BEGIN

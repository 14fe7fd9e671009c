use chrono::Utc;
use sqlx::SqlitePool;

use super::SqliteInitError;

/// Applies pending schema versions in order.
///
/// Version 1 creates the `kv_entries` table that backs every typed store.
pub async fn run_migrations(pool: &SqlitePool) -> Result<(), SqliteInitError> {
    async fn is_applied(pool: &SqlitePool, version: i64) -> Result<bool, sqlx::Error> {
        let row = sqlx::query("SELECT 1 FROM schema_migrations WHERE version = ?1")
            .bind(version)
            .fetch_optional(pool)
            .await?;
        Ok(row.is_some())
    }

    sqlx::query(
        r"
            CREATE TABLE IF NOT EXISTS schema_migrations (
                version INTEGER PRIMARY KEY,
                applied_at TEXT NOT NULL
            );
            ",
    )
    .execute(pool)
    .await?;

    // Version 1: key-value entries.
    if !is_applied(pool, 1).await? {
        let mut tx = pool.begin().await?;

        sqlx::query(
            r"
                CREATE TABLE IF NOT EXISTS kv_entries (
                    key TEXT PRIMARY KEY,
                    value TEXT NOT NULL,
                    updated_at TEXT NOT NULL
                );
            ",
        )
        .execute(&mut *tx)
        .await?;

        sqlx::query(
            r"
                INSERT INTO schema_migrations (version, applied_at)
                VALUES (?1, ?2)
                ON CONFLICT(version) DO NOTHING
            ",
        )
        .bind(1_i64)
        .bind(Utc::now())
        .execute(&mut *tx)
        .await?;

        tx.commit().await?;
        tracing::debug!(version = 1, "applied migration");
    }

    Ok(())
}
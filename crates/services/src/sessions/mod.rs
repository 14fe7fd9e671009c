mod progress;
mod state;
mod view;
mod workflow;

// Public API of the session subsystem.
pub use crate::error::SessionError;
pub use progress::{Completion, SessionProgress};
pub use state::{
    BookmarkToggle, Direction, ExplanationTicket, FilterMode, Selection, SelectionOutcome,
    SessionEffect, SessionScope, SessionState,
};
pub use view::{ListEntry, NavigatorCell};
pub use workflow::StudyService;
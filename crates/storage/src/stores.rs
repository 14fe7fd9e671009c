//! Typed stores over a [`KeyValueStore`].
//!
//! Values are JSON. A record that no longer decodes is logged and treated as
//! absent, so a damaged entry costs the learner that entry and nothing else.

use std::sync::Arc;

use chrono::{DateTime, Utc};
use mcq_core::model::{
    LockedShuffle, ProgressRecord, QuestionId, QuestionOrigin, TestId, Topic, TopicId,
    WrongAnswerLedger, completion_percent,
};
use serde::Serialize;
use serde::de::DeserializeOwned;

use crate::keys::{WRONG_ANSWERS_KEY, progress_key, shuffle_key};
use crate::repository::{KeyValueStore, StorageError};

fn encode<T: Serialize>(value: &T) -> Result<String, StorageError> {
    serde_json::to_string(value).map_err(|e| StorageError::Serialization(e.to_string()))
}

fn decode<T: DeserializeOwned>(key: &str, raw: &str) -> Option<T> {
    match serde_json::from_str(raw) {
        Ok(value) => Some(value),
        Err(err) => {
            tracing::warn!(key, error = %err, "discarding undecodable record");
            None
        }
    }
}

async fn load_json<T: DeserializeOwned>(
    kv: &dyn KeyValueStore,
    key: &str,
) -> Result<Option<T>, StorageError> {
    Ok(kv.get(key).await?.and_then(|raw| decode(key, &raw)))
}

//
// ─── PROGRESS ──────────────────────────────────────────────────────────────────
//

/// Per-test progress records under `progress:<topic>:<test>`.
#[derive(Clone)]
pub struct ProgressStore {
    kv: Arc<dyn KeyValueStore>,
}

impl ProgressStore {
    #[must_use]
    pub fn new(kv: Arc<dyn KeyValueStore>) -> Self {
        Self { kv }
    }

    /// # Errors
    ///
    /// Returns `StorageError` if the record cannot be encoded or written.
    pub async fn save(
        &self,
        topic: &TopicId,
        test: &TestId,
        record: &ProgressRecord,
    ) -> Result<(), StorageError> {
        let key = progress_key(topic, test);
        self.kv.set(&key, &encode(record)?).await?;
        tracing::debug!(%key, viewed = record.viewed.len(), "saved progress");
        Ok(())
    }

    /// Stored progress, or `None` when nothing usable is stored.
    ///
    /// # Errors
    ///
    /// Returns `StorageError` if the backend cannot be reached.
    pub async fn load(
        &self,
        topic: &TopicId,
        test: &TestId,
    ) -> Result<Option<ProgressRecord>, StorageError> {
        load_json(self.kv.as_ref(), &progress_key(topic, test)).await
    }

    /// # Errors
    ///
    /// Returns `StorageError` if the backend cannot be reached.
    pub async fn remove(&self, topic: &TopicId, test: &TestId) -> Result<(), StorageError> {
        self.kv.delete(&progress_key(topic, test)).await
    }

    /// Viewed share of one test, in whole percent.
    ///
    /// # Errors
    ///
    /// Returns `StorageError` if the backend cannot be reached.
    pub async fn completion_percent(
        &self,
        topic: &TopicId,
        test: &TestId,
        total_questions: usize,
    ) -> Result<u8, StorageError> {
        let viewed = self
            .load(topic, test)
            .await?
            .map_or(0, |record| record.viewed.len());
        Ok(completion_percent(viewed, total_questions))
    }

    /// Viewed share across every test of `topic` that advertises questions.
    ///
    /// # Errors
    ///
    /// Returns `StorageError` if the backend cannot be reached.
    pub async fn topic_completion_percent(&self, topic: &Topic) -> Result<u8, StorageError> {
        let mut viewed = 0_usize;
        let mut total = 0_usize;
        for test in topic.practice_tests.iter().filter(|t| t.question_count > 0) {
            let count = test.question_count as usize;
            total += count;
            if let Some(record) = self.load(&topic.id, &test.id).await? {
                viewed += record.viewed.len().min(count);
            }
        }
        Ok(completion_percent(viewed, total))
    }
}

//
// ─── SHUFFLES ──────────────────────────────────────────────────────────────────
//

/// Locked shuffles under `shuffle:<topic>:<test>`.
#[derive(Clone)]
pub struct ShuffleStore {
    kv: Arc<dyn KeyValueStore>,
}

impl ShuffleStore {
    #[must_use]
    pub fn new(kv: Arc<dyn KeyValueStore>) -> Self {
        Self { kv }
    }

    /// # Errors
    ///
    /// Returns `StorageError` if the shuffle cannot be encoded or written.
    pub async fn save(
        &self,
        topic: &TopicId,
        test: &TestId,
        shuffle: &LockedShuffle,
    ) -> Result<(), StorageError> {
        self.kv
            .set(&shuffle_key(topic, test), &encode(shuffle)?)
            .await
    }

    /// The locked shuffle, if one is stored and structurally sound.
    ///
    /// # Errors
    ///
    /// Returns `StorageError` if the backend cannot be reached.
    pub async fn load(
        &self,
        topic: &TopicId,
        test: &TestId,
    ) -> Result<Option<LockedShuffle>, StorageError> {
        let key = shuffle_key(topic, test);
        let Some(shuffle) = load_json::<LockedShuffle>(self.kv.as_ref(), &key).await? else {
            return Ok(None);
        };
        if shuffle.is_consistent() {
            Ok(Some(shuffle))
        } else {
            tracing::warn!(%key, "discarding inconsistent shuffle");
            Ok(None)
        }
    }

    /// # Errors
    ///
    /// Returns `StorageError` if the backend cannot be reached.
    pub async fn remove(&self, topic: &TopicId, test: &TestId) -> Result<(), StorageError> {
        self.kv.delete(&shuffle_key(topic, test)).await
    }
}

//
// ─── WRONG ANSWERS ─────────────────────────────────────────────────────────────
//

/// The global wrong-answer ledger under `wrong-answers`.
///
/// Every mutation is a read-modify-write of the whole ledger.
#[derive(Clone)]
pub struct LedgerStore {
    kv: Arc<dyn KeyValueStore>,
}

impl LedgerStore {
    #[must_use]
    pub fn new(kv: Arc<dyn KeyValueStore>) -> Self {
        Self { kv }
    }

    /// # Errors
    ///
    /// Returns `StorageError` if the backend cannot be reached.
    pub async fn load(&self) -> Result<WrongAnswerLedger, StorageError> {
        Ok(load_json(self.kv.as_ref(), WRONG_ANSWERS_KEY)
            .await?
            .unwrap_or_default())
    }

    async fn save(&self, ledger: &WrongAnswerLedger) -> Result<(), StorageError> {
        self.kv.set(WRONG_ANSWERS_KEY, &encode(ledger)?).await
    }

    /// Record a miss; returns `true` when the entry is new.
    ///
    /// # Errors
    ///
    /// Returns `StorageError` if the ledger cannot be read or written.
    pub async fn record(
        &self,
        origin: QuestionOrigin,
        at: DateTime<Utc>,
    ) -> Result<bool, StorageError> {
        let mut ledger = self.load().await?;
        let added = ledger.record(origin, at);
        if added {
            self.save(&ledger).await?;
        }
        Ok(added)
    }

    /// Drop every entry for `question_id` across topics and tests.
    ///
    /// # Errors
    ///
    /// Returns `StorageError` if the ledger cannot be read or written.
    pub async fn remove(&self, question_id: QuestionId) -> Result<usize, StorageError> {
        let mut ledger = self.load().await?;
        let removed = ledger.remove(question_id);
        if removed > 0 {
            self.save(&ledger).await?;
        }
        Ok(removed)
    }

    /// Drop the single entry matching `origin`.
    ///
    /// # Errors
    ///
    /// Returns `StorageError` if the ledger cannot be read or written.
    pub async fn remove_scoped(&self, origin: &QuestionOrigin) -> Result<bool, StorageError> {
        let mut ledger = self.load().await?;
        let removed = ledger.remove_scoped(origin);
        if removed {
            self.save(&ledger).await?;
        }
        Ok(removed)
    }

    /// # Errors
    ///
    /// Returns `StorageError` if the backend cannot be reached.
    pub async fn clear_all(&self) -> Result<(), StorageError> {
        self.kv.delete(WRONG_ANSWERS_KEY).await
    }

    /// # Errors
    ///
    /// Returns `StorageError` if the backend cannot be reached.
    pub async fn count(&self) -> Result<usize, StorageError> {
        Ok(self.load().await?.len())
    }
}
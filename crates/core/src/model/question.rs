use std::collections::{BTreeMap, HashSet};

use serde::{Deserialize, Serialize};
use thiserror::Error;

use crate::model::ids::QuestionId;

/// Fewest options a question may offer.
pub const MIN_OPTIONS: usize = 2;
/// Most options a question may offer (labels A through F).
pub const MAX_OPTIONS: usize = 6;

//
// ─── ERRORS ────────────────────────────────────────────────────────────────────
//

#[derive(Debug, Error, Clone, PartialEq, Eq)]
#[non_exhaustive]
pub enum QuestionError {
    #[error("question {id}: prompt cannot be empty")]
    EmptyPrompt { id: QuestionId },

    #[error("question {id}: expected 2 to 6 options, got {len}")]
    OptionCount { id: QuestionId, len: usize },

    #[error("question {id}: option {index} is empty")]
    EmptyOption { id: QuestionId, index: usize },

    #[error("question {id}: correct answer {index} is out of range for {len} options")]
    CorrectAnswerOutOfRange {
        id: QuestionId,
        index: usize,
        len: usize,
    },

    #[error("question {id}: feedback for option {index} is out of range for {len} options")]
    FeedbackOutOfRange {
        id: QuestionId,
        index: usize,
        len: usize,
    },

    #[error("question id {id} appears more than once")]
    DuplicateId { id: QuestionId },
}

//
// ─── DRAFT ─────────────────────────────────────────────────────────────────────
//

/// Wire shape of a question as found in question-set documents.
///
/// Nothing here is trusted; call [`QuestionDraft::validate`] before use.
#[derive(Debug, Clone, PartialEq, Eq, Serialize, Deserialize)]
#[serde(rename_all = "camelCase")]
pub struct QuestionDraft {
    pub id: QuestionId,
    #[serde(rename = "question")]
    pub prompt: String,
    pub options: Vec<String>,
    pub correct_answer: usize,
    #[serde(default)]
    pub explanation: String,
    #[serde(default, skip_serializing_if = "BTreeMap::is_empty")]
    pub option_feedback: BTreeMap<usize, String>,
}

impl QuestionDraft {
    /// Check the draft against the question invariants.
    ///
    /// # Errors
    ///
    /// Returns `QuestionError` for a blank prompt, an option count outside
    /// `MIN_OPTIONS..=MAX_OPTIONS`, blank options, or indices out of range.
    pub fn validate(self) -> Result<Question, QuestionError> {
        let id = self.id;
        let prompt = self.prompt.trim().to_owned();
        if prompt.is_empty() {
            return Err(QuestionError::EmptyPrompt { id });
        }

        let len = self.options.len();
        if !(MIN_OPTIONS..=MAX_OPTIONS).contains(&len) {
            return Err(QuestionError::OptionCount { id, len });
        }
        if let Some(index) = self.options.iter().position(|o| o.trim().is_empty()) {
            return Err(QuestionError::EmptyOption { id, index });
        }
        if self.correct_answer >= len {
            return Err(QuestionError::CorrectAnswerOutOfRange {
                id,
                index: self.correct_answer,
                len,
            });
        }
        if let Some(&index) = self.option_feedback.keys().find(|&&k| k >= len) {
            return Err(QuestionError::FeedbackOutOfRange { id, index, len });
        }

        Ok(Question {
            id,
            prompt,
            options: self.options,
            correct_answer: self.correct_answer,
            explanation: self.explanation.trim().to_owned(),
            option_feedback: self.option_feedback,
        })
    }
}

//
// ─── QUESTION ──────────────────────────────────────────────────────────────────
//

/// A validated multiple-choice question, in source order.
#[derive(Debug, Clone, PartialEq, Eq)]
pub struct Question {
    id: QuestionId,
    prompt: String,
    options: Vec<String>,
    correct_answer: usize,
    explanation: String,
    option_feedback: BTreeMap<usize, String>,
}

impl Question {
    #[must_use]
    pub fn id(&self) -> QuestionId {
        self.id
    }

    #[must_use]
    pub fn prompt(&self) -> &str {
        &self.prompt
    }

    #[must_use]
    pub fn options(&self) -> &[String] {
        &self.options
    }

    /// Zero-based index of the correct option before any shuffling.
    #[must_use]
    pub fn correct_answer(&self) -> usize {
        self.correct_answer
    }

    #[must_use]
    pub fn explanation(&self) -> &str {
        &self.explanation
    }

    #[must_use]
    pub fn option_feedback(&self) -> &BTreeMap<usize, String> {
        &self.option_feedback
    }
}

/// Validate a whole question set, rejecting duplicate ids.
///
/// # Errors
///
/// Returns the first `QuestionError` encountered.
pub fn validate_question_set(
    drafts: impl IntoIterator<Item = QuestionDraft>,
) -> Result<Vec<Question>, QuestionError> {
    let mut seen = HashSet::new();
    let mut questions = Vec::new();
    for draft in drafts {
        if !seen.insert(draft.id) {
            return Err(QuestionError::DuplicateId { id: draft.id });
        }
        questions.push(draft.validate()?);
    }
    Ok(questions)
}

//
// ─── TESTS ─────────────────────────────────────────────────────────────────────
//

END
BEGIN

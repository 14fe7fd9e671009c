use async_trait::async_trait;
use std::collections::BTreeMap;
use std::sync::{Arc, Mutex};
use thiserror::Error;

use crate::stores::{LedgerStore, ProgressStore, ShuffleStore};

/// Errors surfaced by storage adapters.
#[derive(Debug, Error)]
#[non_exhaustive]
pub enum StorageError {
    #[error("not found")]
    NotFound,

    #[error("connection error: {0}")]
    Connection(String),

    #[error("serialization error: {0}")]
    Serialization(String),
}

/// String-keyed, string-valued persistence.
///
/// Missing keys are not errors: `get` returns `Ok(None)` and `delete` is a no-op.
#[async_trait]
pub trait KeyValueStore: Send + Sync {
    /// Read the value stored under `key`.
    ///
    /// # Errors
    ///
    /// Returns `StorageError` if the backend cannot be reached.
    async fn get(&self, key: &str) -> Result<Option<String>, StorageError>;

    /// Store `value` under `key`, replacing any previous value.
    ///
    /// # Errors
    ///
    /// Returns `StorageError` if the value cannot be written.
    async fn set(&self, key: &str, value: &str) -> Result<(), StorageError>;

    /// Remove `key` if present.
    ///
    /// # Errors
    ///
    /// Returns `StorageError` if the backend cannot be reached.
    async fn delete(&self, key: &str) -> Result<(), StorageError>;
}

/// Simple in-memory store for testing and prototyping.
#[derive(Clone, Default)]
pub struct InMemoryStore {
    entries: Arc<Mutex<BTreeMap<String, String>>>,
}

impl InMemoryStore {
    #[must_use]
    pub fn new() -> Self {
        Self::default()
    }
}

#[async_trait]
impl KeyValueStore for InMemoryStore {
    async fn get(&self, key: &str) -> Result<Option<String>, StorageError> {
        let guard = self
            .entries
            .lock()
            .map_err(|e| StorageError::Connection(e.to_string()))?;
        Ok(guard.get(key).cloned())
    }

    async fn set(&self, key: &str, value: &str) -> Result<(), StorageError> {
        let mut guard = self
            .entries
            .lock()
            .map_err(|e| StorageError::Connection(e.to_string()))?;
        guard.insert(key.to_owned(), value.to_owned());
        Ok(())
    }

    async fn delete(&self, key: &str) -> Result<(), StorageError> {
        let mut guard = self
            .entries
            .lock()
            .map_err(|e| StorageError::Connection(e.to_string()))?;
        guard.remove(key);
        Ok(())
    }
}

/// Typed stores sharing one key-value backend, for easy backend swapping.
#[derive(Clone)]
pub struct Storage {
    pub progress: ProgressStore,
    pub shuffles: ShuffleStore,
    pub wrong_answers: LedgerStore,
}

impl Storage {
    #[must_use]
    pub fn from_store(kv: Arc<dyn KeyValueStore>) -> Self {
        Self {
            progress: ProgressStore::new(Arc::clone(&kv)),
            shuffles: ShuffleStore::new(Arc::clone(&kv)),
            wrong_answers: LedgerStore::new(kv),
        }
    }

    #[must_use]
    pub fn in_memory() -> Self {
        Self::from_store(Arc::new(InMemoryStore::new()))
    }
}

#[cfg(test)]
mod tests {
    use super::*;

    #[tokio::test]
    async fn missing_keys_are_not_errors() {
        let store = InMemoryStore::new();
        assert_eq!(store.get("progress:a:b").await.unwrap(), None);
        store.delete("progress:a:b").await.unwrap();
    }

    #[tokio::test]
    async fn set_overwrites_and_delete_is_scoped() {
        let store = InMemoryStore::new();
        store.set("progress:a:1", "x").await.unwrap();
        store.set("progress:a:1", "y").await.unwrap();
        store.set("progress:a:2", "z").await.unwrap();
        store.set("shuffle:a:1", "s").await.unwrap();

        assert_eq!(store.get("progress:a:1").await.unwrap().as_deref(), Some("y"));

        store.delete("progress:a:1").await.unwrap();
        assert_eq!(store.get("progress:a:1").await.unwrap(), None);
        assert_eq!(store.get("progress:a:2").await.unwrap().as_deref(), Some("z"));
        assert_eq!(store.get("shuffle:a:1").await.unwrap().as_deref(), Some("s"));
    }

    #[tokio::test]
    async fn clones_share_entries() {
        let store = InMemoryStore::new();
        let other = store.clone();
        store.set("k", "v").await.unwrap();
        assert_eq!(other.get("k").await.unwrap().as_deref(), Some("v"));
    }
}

END

_Exercise brief_.
Retype the entries above exactly, but only from the line containing "pub struct QuestionDraft" through the line containing "if let Some(index)", both included.

_Task solution_.
pub struct QuestionDraft {
    pub id: QuestionId,
    #[serde(rename = "question")]
    pub prompt: String,
    pub options: Vec<String>,
    pub correct_answer: usize,
    #[serde(default)]
    pub explanation: String,
    #[serde(default, skip_serializing_if = "BTreeMap::is_empty")]
    pub option_feedback: BTreeMap<usize, String>,
}

impl QuestionDraft {
    /// Check the draft against the question invariants.
    ///
    /// # Errors
    ///
    /// Returns `QuestionError` for a blank prompt, an option count outside
    /// `MIN_OPTIONS..=MAX_OPTIONS`, blank options, or indices out of range.
    pub fn validate(self) -> Result<Question, QuestionError> {
        let id = self.id;
        let prompt = self.prompt.trim().to_owned();
        if prompt.is_empty() {
            return Err(QuestionError::EmptyPrompt { id });
        }

        let len = self.options.len();
        if !(MIN_OPTIONS..=MAX_OPTIONS).contains(&len) {
            return Err(QuestionError::OptionCount { id, len });
        }
        if let Some(index) = self.options.iter().position(|o| o.trim().is_empty()) {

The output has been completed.